**INFORMATION GIVEN:**
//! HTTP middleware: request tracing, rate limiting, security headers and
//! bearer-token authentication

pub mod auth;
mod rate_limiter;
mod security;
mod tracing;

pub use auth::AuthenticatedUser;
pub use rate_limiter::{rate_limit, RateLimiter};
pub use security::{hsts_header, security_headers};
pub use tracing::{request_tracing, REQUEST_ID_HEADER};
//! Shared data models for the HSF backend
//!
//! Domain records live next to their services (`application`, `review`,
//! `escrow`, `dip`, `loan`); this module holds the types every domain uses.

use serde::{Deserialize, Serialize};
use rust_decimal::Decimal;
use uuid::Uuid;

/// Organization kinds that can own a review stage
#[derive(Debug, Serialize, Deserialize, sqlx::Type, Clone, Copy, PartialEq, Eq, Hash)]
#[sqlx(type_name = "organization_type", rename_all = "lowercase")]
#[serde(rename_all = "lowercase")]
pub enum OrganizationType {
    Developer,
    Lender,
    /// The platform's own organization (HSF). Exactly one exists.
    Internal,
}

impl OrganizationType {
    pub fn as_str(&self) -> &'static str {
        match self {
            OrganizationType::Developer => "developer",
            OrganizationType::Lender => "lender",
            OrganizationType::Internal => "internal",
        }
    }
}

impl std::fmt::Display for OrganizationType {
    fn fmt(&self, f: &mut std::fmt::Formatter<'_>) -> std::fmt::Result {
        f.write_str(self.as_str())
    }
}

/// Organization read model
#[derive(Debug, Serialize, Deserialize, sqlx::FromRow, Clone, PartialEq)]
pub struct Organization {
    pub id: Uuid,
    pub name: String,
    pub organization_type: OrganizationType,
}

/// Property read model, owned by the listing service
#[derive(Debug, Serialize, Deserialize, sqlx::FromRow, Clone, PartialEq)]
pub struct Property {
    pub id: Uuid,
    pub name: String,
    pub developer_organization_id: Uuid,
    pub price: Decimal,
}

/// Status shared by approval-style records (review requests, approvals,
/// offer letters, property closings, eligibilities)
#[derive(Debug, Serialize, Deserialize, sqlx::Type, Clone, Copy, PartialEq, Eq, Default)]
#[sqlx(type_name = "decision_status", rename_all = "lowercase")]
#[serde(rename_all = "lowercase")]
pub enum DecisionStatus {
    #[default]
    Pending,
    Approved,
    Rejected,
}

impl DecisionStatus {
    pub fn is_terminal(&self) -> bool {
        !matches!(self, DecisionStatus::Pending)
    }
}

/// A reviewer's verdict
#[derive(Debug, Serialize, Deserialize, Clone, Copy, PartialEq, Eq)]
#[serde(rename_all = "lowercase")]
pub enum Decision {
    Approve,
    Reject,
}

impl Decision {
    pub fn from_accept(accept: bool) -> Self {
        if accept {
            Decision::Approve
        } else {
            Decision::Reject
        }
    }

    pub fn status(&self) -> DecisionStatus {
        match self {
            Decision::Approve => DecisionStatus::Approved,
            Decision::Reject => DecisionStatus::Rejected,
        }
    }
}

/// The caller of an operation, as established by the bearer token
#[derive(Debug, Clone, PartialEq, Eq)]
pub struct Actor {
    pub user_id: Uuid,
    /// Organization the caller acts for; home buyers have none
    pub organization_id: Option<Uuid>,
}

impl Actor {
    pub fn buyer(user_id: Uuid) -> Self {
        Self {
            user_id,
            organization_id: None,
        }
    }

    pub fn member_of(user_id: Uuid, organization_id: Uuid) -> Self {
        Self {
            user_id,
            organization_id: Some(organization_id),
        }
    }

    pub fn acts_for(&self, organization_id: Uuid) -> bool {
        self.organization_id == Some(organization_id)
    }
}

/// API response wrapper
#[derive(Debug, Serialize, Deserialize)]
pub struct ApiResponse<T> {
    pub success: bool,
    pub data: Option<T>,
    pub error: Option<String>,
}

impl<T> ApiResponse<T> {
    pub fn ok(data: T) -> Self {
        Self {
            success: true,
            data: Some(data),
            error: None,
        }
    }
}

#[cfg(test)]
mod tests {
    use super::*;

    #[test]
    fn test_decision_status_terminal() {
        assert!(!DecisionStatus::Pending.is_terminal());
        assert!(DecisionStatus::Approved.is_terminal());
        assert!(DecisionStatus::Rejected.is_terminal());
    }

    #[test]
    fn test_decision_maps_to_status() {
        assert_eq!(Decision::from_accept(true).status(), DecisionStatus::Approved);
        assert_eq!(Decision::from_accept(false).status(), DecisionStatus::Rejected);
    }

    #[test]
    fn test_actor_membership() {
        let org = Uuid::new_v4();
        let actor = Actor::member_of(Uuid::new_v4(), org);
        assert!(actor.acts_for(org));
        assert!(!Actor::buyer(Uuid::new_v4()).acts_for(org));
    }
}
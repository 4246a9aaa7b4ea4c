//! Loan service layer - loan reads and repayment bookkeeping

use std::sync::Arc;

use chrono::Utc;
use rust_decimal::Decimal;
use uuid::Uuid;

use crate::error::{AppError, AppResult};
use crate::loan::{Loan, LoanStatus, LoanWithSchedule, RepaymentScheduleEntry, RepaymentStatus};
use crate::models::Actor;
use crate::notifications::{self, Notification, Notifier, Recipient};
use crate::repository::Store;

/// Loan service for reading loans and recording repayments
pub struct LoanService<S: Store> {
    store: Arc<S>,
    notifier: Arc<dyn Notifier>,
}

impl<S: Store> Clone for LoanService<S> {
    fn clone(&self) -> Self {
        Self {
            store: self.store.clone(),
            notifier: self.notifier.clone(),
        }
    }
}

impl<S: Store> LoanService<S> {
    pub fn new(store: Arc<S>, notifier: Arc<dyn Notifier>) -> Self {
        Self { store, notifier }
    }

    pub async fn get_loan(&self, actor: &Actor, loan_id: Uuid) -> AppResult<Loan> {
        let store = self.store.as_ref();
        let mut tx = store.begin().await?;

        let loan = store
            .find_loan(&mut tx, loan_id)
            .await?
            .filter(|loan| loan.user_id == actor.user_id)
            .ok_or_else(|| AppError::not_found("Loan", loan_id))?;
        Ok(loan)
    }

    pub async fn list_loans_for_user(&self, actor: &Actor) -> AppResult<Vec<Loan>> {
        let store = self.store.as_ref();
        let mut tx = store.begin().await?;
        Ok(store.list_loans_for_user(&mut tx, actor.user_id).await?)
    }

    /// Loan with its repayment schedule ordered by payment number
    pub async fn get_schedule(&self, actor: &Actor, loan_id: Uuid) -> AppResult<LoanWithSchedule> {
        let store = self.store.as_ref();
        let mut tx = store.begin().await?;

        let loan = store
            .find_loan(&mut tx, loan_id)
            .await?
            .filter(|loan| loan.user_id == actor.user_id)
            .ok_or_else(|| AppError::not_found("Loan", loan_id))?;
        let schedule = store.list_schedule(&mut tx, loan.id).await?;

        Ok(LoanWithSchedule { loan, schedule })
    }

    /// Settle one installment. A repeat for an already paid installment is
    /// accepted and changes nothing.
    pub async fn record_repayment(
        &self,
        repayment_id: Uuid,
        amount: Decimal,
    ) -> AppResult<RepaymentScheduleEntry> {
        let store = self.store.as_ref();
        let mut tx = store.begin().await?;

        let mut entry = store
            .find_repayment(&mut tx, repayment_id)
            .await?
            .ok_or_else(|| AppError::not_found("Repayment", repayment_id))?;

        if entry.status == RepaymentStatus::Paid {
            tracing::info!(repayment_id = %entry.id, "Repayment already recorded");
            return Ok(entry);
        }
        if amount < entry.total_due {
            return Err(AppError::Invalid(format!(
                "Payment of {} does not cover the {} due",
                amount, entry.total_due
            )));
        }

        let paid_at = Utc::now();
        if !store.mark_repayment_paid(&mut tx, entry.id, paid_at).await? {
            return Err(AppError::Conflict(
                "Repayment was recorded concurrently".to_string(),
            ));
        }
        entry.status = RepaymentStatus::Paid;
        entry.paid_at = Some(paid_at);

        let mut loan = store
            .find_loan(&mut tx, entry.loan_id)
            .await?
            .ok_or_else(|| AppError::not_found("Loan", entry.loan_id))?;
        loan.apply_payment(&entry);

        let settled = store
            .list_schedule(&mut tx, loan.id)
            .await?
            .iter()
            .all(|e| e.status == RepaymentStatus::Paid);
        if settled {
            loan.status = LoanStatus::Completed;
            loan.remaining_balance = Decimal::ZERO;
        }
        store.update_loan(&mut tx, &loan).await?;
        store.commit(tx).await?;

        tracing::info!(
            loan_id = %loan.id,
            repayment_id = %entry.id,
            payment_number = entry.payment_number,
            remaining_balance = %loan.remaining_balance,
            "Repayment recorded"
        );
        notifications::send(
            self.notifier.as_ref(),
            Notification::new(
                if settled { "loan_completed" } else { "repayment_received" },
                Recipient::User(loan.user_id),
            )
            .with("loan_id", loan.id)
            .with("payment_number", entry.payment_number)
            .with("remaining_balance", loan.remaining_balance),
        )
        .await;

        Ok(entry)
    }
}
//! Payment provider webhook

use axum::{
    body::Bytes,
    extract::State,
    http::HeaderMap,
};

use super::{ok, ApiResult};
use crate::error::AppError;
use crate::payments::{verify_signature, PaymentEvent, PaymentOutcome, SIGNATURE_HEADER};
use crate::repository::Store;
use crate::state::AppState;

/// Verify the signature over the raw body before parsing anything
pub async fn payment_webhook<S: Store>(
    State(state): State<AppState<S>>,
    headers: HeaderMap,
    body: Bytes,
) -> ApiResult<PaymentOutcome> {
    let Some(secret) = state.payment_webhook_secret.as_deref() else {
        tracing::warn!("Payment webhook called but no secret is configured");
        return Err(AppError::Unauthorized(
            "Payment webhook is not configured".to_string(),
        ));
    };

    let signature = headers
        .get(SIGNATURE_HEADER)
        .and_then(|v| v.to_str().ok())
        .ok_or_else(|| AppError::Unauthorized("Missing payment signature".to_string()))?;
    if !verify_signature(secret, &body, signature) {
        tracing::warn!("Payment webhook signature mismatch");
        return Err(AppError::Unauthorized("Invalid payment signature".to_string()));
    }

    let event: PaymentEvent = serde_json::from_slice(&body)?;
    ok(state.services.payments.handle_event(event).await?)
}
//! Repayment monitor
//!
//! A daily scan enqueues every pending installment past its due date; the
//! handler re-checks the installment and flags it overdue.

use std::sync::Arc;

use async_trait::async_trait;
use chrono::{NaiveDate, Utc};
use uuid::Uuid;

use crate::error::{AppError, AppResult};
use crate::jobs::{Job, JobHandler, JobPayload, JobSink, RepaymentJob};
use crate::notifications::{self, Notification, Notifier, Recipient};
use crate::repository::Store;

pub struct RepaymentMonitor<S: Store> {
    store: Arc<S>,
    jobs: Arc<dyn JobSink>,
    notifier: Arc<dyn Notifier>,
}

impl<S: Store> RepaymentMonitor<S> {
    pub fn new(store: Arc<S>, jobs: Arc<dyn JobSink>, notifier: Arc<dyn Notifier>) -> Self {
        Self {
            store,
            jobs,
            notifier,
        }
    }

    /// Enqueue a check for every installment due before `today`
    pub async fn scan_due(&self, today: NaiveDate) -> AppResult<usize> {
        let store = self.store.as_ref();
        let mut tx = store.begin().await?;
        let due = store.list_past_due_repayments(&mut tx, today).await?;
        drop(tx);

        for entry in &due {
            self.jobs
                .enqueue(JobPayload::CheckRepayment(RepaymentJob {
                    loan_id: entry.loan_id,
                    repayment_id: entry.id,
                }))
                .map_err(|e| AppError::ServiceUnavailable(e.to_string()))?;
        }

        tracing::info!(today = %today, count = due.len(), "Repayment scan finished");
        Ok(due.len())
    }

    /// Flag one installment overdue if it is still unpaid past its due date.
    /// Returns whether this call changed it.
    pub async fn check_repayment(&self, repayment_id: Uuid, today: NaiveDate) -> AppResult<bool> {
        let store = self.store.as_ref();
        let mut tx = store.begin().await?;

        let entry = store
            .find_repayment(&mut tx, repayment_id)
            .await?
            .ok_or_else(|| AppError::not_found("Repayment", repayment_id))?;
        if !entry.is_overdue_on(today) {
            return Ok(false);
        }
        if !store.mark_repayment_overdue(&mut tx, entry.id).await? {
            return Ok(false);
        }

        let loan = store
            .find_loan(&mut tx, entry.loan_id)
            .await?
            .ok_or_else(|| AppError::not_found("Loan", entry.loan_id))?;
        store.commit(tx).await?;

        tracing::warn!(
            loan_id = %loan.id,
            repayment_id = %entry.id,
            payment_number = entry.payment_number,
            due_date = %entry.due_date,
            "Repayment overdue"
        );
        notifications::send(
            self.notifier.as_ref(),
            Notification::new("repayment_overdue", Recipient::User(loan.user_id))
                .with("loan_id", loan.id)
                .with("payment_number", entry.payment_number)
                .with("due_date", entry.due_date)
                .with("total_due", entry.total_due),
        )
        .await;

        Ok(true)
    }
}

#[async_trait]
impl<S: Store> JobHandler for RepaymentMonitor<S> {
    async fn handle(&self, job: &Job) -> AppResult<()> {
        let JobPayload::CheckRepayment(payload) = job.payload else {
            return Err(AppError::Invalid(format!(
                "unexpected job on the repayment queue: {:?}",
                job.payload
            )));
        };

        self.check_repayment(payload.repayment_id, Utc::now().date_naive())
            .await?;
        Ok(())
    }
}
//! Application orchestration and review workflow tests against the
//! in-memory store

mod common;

* * *

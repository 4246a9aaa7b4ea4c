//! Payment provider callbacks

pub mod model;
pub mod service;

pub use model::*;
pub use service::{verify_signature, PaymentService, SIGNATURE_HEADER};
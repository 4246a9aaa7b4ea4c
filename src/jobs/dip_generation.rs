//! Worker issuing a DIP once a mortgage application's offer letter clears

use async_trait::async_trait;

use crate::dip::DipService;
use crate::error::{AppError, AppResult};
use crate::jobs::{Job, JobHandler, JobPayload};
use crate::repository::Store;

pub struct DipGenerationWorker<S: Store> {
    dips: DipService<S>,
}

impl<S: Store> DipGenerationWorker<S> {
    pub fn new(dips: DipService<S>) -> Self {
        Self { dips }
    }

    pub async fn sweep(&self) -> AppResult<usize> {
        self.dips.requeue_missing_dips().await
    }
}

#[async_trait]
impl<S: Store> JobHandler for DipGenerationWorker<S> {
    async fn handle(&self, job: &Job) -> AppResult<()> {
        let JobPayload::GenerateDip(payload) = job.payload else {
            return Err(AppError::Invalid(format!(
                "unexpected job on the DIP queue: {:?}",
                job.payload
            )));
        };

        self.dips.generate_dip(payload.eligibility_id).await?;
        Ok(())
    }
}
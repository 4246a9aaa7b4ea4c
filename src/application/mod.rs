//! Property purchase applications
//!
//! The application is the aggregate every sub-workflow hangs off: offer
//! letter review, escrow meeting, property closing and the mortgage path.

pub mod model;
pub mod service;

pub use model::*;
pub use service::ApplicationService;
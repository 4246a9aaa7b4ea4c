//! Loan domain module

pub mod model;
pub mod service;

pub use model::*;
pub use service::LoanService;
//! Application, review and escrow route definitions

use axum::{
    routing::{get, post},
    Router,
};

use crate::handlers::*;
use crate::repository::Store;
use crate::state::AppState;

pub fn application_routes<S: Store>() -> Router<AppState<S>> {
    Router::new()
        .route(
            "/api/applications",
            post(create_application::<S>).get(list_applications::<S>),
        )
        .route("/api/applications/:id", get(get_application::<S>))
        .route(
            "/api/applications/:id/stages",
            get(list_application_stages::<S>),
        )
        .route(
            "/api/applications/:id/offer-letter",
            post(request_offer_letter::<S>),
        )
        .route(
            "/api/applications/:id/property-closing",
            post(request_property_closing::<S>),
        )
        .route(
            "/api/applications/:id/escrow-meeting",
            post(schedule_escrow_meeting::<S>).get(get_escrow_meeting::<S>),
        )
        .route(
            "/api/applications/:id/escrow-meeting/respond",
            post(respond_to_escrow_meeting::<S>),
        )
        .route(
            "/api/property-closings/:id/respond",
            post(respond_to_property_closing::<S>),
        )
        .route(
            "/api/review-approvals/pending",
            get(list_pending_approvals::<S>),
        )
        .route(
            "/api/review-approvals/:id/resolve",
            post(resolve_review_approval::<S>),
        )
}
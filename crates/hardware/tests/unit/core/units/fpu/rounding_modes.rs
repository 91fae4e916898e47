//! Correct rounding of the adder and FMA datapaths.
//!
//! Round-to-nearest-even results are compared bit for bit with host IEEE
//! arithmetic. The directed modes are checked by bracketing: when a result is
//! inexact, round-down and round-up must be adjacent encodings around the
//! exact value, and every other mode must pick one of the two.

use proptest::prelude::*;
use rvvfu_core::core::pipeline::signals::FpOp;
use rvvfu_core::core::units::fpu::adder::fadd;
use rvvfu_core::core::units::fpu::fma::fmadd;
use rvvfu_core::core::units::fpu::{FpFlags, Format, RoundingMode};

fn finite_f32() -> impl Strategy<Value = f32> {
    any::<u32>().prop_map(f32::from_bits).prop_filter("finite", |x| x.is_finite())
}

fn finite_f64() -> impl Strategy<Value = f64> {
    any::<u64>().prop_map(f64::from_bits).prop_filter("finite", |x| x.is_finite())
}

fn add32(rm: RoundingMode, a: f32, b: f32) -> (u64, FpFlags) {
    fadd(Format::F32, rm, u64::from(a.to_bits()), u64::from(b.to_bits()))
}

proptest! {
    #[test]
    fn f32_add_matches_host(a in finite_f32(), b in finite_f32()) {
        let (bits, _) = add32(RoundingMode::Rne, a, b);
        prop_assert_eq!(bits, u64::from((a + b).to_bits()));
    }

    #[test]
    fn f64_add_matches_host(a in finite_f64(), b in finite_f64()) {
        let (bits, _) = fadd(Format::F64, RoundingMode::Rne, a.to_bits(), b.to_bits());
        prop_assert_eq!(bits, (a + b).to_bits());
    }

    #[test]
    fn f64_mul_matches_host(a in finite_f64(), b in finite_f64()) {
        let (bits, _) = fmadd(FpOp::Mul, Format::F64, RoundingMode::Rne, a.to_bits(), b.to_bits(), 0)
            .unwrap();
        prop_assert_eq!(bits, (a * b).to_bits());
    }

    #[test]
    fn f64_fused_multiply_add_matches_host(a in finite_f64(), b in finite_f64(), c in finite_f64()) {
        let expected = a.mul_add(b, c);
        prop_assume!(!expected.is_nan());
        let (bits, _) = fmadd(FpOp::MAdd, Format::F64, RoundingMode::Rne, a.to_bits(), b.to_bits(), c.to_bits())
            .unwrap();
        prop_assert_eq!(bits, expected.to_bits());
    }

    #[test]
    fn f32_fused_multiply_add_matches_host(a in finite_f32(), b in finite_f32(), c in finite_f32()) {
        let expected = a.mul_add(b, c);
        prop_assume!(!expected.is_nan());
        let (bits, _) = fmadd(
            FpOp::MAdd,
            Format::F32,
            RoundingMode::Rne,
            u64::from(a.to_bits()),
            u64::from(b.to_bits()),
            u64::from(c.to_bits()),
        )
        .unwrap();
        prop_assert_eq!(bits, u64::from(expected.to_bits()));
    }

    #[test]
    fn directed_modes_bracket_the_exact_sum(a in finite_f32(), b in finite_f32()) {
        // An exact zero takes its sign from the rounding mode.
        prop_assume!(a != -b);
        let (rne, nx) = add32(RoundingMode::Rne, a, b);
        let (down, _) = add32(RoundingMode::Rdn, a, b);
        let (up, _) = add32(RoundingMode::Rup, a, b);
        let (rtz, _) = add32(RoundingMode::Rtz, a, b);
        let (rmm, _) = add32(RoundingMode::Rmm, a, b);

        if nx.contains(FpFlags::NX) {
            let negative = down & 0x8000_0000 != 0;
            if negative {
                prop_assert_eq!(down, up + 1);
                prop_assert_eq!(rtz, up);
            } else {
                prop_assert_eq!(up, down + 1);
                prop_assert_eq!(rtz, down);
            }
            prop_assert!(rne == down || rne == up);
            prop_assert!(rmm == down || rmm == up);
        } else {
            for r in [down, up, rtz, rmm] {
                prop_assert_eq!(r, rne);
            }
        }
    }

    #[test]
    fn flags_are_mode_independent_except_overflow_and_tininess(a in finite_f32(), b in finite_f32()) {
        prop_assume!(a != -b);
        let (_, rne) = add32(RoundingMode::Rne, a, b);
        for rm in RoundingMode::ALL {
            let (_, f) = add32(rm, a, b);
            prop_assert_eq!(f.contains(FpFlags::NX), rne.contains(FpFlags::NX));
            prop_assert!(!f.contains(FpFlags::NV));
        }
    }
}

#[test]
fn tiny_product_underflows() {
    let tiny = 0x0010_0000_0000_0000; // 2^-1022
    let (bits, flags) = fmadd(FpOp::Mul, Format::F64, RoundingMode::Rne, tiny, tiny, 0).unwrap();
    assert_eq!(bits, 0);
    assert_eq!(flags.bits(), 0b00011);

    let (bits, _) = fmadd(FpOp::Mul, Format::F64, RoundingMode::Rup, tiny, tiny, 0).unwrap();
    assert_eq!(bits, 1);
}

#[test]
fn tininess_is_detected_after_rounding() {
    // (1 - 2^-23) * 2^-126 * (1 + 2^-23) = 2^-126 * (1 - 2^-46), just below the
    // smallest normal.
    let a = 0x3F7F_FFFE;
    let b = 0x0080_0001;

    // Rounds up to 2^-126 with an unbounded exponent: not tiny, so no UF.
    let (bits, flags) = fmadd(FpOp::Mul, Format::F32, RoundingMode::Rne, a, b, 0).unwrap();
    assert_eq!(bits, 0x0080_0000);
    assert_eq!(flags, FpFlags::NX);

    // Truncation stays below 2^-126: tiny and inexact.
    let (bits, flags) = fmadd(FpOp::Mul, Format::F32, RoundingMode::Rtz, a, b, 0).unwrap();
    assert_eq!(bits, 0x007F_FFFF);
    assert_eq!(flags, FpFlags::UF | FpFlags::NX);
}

...

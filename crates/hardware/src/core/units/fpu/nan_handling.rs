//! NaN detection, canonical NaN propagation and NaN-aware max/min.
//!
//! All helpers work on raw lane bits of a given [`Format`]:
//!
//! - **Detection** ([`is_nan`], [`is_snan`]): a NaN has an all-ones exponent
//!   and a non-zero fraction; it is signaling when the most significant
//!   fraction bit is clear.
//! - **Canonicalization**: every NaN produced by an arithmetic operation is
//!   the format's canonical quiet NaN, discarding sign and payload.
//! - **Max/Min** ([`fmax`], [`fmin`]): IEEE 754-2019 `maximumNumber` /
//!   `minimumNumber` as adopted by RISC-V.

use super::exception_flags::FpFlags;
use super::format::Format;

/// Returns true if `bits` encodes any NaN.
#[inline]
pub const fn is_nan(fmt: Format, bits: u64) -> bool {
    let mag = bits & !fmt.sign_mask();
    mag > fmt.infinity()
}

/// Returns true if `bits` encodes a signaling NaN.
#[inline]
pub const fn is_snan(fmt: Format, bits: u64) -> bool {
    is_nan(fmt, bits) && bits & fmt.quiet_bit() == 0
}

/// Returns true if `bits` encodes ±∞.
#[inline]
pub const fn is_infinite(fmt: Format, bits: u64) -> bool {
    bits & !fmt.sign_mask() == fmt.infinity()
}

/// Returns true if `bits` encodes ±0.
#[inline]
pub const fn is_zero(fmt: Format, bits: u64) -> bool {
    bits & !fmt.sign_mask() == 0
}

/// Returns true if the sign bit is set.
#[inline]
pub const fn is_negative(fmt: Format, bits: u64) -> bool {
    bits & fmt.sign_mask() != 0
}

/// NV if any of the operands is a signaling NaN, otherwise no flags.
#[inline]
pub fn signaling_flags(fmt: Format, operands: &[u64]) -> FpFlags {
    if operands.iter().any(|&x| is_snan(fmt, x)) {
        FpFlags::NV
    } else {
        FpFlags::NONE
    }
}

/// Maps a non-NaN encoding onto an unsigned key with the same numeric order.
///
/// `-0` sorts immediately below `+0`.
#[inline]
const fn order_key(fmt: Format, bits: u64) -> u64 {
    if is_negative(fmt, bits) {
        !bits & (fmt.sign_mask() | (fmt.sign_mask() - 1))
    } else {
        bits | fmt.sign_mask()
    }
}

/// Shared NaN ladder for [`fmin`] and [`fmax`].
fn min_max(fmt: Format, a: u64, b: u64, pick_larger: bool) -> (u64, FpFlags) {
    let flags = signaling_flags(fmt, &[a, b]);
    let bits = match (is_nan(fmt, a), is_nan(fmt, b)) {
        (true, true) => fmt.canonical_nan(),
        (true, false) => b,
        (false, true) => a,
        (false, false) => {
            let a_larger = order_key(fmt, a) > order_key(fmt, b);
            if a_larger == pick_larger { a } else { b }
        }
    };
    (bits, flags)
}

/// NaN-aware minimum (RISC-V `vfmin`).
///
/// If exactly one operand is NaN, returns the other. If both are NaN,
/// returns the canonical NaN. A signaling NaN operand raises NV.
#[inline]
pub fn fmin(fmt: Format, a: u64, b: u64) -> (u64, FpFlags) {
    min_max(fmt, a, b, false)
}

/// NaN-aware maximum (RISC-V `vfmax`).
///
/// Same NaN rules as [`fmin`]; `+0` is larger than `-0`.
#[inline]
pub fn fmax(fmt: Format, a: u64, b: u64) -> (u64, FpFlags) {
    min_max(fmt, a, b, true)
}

**PROBLEM REQUIREMENTS:** All that is wanted is an exact copy of the lines above from the one with "security headers and" through the one with "Organization read model", with both ends included.

**RESULT FOR THIS EXERCISE:**
//! HTTP middleware: request tracing, rate limiting, security headers and
//! bearer-token authentication

pub mod auth;
mod rate_limiter;
mod security;
mod tracing;

pub use auth::AuthenticatedUser;
pub use rate_limiter::{rate_limit, RateLimiter};
pub use security::{hsts_header, security_headers};
pub use tracing::{request_tracing, REQUEST_ID_HEADER};
//! Shared data models for the HSF backend
//!
//! Domain records live next to their services (`application`, `review`,
//! `escrow`, `dip`, `loan`); this module holds the types every domain uses.

use serde::{Deserialize, Serialize};
use rust_decimal::Decimal;
use uuid::Uuid;

/// Organization kinds that can own a review stage
#[derive(Debug, Serialize, Deserialize, sqlx::Type, Clone, Copy, PartialEq, Eq, Hash)]
#[sqlx(type_name = "organization_type", rename_all = "lowercase")]
#[serde(rename_all = "lowercase")]
pub enum OrganizationType {
    Developer,
    Lender,
    /// The platform's own organization (HSF). Exactly one exists.
    Internal,
}

impl OrganizationType {
    pub fn as_str(&self) -> &'static str {
        match self {
            OrganizationType::Developer => "developer",
            OrganizationType::Lender => "lender",
            OrganizationType::Internal => "internal",
        }
    }
}

impl std::fmt::Display for OrganizationType {
    fn fmt(&self, f: &mut std::fmt::Formatter<'_>) -> std::fmt::Result {
        f.write_str(self.as_str())
    }
}

/// Organization read model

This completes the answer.